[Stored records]
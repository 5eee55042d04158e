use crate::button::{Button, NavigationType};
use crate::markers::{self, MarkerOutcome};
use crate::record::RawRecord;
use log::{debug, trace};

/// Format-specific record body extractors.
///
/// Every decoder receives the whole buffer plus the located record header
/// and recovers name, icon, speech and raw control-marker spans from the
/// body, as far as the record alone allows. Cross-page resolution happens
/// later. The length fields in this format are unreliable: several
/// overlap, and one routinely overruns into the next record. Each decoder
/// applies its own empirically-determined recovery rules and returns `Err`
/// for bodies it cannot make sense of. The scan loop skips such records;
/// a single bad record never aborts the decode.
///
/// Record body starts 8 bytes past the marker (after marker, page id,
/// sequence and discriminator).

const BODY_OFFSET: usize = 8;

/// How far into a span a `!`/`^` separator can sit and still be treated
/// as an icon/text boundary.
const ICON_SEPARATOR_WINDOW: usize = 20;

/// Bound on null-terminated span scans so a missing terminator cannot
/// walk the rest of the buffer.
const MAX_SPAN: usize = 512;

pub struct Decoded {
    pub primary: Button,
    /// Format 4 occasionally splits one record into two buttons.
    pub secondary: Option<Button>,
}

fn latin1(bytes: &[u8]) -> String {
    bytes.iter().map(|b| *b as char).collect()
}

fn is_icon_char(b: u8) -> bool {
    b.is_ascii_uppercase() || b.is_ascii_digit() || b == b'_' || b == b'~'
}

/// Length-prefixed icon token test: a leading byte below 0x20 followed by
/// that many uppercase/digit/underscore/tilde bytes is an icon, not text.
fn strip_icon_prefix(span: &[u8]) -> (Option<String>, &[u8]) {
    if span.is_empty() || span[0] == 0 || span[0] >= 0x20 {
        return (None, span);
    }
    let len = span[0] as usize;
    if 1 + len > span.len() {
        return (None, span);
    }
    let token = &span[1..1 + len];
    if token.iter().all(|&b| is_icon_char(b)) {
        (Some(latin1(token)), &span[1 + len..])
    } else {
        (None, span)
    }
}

● Your assignment: Whenever a line above contains "buffer", copy that line.

● Answer box:
/// Every decoder receives the whole buffer plus the located record header
/// walk the rest of the buffer.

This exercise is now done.